● **TASK STATEMENT**: Return every entry exactly as written.

● **GIVEN DATA**:

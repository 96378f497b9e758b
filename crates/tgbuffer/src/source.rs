//! Inputs accepted by [`Buffer::from_source`](crate::Buffer::from_source).
//!
//! Every construction path copies its input into freshly owned storage.
//! Borrowed windows into an existing buffer are plain slices, see
//! [`Buffer::subarray`](crate::Buffer::subarray).
use alloc::{string::String, vec::Vec};

use crate::{buffer::Buffer, encoding::Encoding, text::Text};

/// Serialized form of a buffer: `{"type": "Buffer", "data": [...]}`.
///
/// This is the shape Node's `Buffer#toJSON` produces. Elements of `data` are
/// any JSON numbers and are masked to a byte like array elements when
/// re-ingested, so `1.5` becomes `1` and `-1` becomes `255`.
#[cfg_attr(any(test, feature = "serde"), derive(serde::Serialize, serde::Deserialize))]
#[derive(Debug, Clone, PartialEq)]
pub struct BufferJson {
    /// Type tag; only `"Buffer"` is accepted for construction.
    #[cfg_attr(any(test, feature = "serde"), serde(rename = "type"))]
    pub kind: String,
    /// Byte values.
    #[cfg_attr(
        any(test, feature = "serde"),
        serde(serialize_with = "serialize_numbers")
    )]
    pub data: Vec<f64>,
}

/// Writes integral values as JSON integers, so bytes serialize as `104`
/// rather than `104.0`.
#[cfg(any(test, feature = "serde"))]
#[expect(clippy::cast_possible_truncation)]
fn serialize_numbers<S: serde::Serializer>(data: &[f64], serializer: S) -> Result<S::Ok, S::Error> {
    use serde::ser::SerializeSeq;

    // Integers up to 2^53 are exact in both types.
    const EXACT: f64 = 9_007_199_254_740_992.0;
    let mut seq = serializer.serialize_seq(Some(data.len()))?;
    for &n in data {
        if n.fract() == 0.0 && n.abs() <= EXACT {
            seq.serialize_element(&(n as i64))?;
        } else {
            seq.serialize_element(&n)?;
        }
    }
    seq.end()
}

impl BufferJson {
    /// The type tag written by [`Buffer::to_json`](crate::Buffer::to_json).
    pub const KIND: &'static str = "Buffer";

    /// Tagged form of `data`.
    #[must_use]
    pub fn new(data: Vec<f64>) -> Self {
        Self {
            kind: String::from(Self::KIND),
            data,
        }
    }
}

/// Result of coercing a value with [`ToPrimitive`].
#[derive(Debug, Clone, PartialEq)]
pub enum Primitive {
    /// Text, encoded as UTF-8.
    String(String),
    /// Bytes, copied.
    Bytes(Vec<u8>),
    /// A number, which construction rejects.
    Number(f64),
    /// No value.
    Null,
}

/// Values that can stand in for a primitive during construction.
///
/// The hook is invoked at most once per construction.
pub trait ToPrimitive {
    /// Converts `self` to a primitive.
    fn to_primitive(&self) -> Primitive;
}

/// A value a [`Buffer`] can be constructed from.
#[derive(Clone, Copy)]
pub enum Source<'a> {
    /// Text in the given encoding, UTF-8 if `None`.
    Str(Text<'a>, Option<Encoding>),
    /// An existing byte sequence.
    Bytes(&'a [u8]),
    /// A window into a larger byte region.
    ArrayBuffer {
        /// The whole region.
        bytes: &'a [u8],
        /// Start of the window, `0` if `None`.
        byte_offset: Option<usize>,
        /// Length of the window, the rest of the region if `None`.
        length: Option<usize>,
    },
    /// A plain number. Always rejected, so that a size can never be mistaken
    /// for content.
    Number(f64),
    /// An array of numbers, each masked to a byte.
    Array(&'a [f64]),
    /// A serialized buffer.
    Json(&'a BufferJson),
    /// A value converted through [`ToPrimitive`] before dispatch.
    Coercible(&'a dyn ToPrimitive),
    /// No value.
    Null,
    /// A boolean.
    Bool(bool),
}

impl Source<'_> {
    /// Name of the input kind, for diagnostics.
    #[must_use]
    pub fn kind(&self) -> &'static str {
        match self {
            Source::Str(..) => "string",
            Source::Bytes(_) => "Uint8Array",
            Source::ArrayBuffer { .. } => "ArrayBuffer",
            Source::Number(_) => "number",
            Source::Array(_) => "Array",
            Source::Json(_) | Source::Coercible(_) => "object",
            Source::Null => "null",
            Source::Bool(_) => "boolean",
        }
    }
}

impl core::fmt::Debug for Source<'_> {
    fn fmt(&self, f: &mut core::fmt::Formatter<'_>) -> core::fmt::Result {
        match self {
            Source::Str(text, encoding) => f.debug_tuple("Str").field(text).field(encoding).finish(),
            Source::Bytes(bytes) => f.debug_tuple("Bytes").field(&bstr::BStr::new(bytes)).finish(),
            Source::ArrayBuffer {
                bytes,
                byte_offset,
                length,
            } => f
                .debug_struct("ArrayBuffer")
                .field("bytes", &bstr::BStr::new(bytes))
                .field("byte_offset", byte_offset)
                .field("length", length)
                .finish(),
            Source::Number(n) => f.debug_tuple("Number").field(n).finish(),
            Source::Array(a) => f.debug_tuple("Array").field(a).finish(),
            Source::Json(j) => f.debug_tuple("Json").field(j).finish(),
            Source::Coercible(_) => f.write_str("Coercible(..)"),
            Source::Null => f.write_str("Null"),
            Source::Bool(b) => f.debug_tuple("Bool").field(b).finish(),
        }
    }
}

/// `ToInt32(n) & 0xFF`: truncate toward zero, wrap modulo 256, non-finite
/// values become zero.
#[must_use]
#[expect(clippy::cast_possible_truncation, clippy::cast_sign_loss)]
pub(crate) fn number_to_byte(n: f64) -> u8 {
    // Every finite double of this magnitude is a multiple of 256.
    const EXACT: f64 = 9_223_372_036_854_775_808.0;
    if !n.is_finite() || n >= EXACT || n <= -EXACT {
        return 0;
    }
    n as i64 as u8
}

impl<'a> From<&'a str> for Source<'a> {
    fn from(s: &'a str) -> Self {
        Source::Str(Text::Str(s), None)
    }
}

impl<'a> From<&'a String> for Source<'a> {
    fn from(s: &'a String) -> Self {
        Source::Str(Text::Str(s), None)
    }
}

impl<'a> From<Text<'a>> for Source<'a> {
    fn from(text: Text<'a>) -> Self {
        Source::Str(text, None)
    }
}

impl<'a> From<&'a [u8]> for Source<'a> {
    fn from(bytes: &'a [u8]) -> Self {
        Source::Bytes(bytes)
    }
}

impl<'a, const N: usize> From<&'a [u8; N]> for Source<'a> {
    fn from(bytes: &'a [u8; N]) -> Self {
        Source::Bytes(bytes)
    }
}

impl<'a> From<&'a Vec<u8>> for Source<'a> {
    fn from(bytes: &'a Vec<u8>) -> Self {
        Source::Bytes(bytes)
    }
}

impl<'a> From<&'a Buffer> for Source<'a> {
    fn from(buffer: &'a Buffer) -> Self {
        Source::Bytes(buffer)
    }
}

impl<'a> From<&'a [f64]> for Source<'a> {
    fn from(array: &'a [f64]) -> Self {
        Source::Array(array)
    }
}

impl<'a> From<&'a BufferJson> for Source<'a> {
    fn from(json: &'a BufferJson) -> Self {
        Source::Json(json)
    }
}

impl From<f64> for Source<'_> {
    fn from(n: f64) -> Self {
        Source::Number(n)
    }
}

impl From<bool> for Source<'_> {
    fn from(b: bool) -> Self {
        Source::Bool(b)
    }
}

impl<'a> From<&'a Primitive> for Source<'a> {
    fn from(p: &'a Primitive) -> Self {
        match p {
            Primitive::String(s) => Source::Str(Text::Str(s), None),
            Primitive::Bytes(b) => Source::Bytes(b),
            Primitive::Number(n) => Source::Number(*n),
            Primitive::Null => Source::Null,
        }
    }
}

● **ANSWER BOX**:
repository 96378f497b9e758b
filename crates/tgbuffer/src/source.rs
//! Inputs accepted by [`Buffer::from_source`](crate::Buffer::from_source).
//!
//! Every construction path copies its input into freshly owned storage.
//! Borrowed windows into an existing buffer are plain slices, see
//! [`Buffer::subarray`](crate::Buffer::subarray).
use alloc::{string::String, vec::Vec};

use crate::{buffer::Buffer, encoding::Encoding, text::Text};

/// Serialized form of a buffer: `{"type": "Buffer", "data": [...]}`.
///
/// This is the shape Node's `Buffer#toJSON` produces. Elements of `data` are
/// any JSON numbers and are masked to a byte like array elements when
/// re-ingested, so `1.5` becomes `1` and `-1` becomes `255`.
#[cfg_attr(any(test, feature = "serde"), derive(serde::Serialize, serde::Deserialize))]
#[derive(Debug, Clone, PartialEq)]
pub struct BufferJson {
    /// Type tag; only `"Buffer"` is accepted for construction.
    #[cfg_attr(any(test, feature = "serde"), serde(rename = "type"))]
    pub kind: String,
    /// Byte values.
    #[cfg_attr(
        any(test, feature = "serde"),
        serde(serialize_with = "serialize_numbers")
    )]
    pub data: Vec<f64>,
}

/// Writes integral values as JSON integers, so bytes serialize as `104`
/// rather than `104.0`.
#[cfg(any(test, feature = "serde"))]
#[expect(clippy::cast_possible_truncation)]
fn serialize_numbers<S: serde::Serializer>(data: &[f64], serializer: S) -> Result<S::Ok, S::Error> {
    use serde::ser::SerializeSeq;

    // Integers up to 2^53 are exact in both types.
    const EXACT: f64 = 9_007_199_254_740_992.0;
    let mut seq = serializer.serialize_seq(Some(data.len()))?;
    for &n in data {
        if n.fract() == 0.0 && n.abs() <= EXACT {
            seq.serialize_element(&(n as i64))?;
        } else {
            seq.serialize_element(&n)?;
        }
    }
    seq.end()
}

impl BufferJson {
    /// The type tag written by [`Buffer::to_json`](crate::Buffer::to_json).
    pub const KIND: &'static str = "Buffer";

    /// Tagged form of `data`.
    #[must_use]
    pub fn new(data: Vec<f64>) -> Self {
        Self {
            kind: String::from(Self::KIND),
            data,
        }
    }
}

/// Result of coercing a value with [`ToPrimitive`].
#[derive(Debug, Clone, PartialEq)]
pub enum Primitive {
    /// Text, encoded as UTF-8.
    String(String),
    /// Bytes, copied.
    Bytes(Vec<u8>),
    /// A number, which construction rejects.
    Number(f64),
    /// No value.
    Null,
}

/// Values that can stand in for a primitive during construction.
///
/// The hook is invoked at most once per construction.
pub trait ToPrimitive {
    /// Converts `self` to a primitive.
    fn to_primitive(&self) -> Primitive;
}

/// A value a [`Buffer`] can be constructed from.
#[derive(Clone, Copy)]
pub enum Source<'a> {
    /// Text in the given encoding, UTF-8 if `None`.
    Str(Text<'a>, Option<Encoding>),
    /// An existing byte sequence.
    Bytes(&'a [u8]),
    /// A window into a larger byte region.
    ArrayBuffer {
        /// The whole region.
        bytes: &'a [u8],
        /// Start of the window, `0` if `None`.
        byte_offset: Option<usize>,
        /// Length of the window, the rest of the region if `None`.
        length: Option<usize>,
    },
    /// A plain number. Always rejected, so that a size can never be mistaken
    /// for content.
    Number(f64),
    /// An array of numbers, each masked to a byte.
    Array(&'a [f64]),
    /// A serialized buffer.
    Json(&'a BufferJson),
    /// A value converted through [`ToPrimitive`] before dispatch.
    Coercible(&'a dyn ToPrimitive),
    /// No value.
    Null,
    /// A boolean.
    Bool(bool),
}

impl Source<'_> {
    /// Name of the input kind, for diagnostics.
    #[must_use]
    pub fn kind(&self) -> &'static str {
        match self {
            Source::Str(..) => "string",
            Source::Bytes(_) => "Uint8Array",
            Source::ArrayBuffer { .. } => "ArrayBuffer",
            Source::Number(_) => "number",
            Source::Array(_) => "Array",
            Source::Json(_) | Source::Coercible(_) => "object",
            Source::Null => "null",
            Source::Bool(_) => "boolean",
        }
    }
}

impl core::fmt::Debug for Source<'_> {
    fn fmt(&self, f: &mut core::fmt::Formatter<'_>) -> core::fmt::Result {
        match self {
            Source::Str(text, encoding) => f.debug_tuple("Str").field(text).field(encoding).finish(),
            Source::Bytes(bytes) => f.debug_tuple("Bytes").field(&bstr::BStr::new(bytes)).finish(),
            Source::ArrayBuffer {
                bytes,
                byte_offset,
                length,
            } => f
                .debug_struct("ArrayBuffer")
                .field("bytes", &bstr::BStr::new(bytes))
                .field("byte_offset", byte_offset)
                .field("length", length)
                .finish(),
            Source::Number(n) => f.debug_tuple("Number").field(n).finish(),
            Source::Array(a) => f.debug_tuple("Array").field(a).finish(),
            Source::Json(j) => f.debug_tuple("Json").field(j).finish(),
            Source::Coercible(_) => f.write_str("Coercible(..)"),
            Source::Null => f.write_str("Null"),
            Source::Bool(b) => f.debug_tuple("Bool").field(b).finish(),
        }
    }
}

/// `ToInt32(n) & 0xFF`: truncate toward zero, wrap modulo 256, non-finite
/// values become zero.
#[must_use]
#[expect(clippy::cast_possible_truncation, clippy::cast_sign_loss)]
pub(crate) fn number_to_byte(n: f64) -> u8 {
    // Every finite double of this magnitude is a multiple of 256.
    const EXACT: f64 = 9_223_372_036_854_775_808.0;
    if !n.is_finite() || n >= EXACT || n <= -EXACT {
        return 0;
    }
    n as i64 as u8
}

impl<'a> From<&'a str> for Source<'a> {
    fn from(s: &'a str) -> Self {
        Source::Str(Text::Str(s), None)
    }
}

impl<'a> From<&'a String> for Source<'a> {
    fn from(s: &'a String) -> Self {
        Source::Str(Text::Str(s), None)
    }
}

impl<'a> From<Text<'a>> for Source<'a> {
    fn from(text: Text<'a>) -> Self {
        Source::Str(text, None)
    }
}

impl<'a> From<&'a [u8]> for Source<'a> {
    fn from(bytes: &'a [u8]) -> Self {
        Source::Bytes(bytes)
    }
}

impl<'a, const N: usize> From<&'a [u8; N]> for Source<'a> {
    fn from(bytes: &'a [u8; N]) -> Self {
        Source::Bytes(bytes)
    }
}

impl<'a> From<&'a Vec<u8>> for Source<'a> {
    fn from(bytes: &'a Vec<u8>) -> Self {
        Source::Bytes(bytes)
    }
}

impl<'a> From<&'a Buffer> for Source<'a> {
    fn from(buffer: &'a Buffer) -> Self {
        Source::Bytes(buffer)
    }
}

impl<'a> From<&'a [f64]> for Source<'a> {
    fn from(array: &'a [f64]) -> Self {
        Source::Array(array)
    }
}

impl<'a> From<&'a BufferJson> for Source<'a> {
    fn from(json: &'a BufferJson) -> Self {
        Source::Json(json)
    }
}

impl From<f64> for Source<'_> {
    fn from(n: f64) -> Self {
        Source::Number(n)
    }
}

impl From<bool> for Source<'_> {
    fn from(b: bool) -> Self {
        Source::Bool(b)
    }
}

impl<'a> From<&'a Primitive> for Source<'a> {
    fn from(p: &'a Primitive) -> Self {
        match p {
            Primitive::String(s) => Source::Str(Text::Str(s), None),
            Primitive::Bytes(b) => Source::Bytes(b),
            Primitive::Number(n) => Source::Number(*n),
            Primitive::Null => Source::Null,
        }
    }
}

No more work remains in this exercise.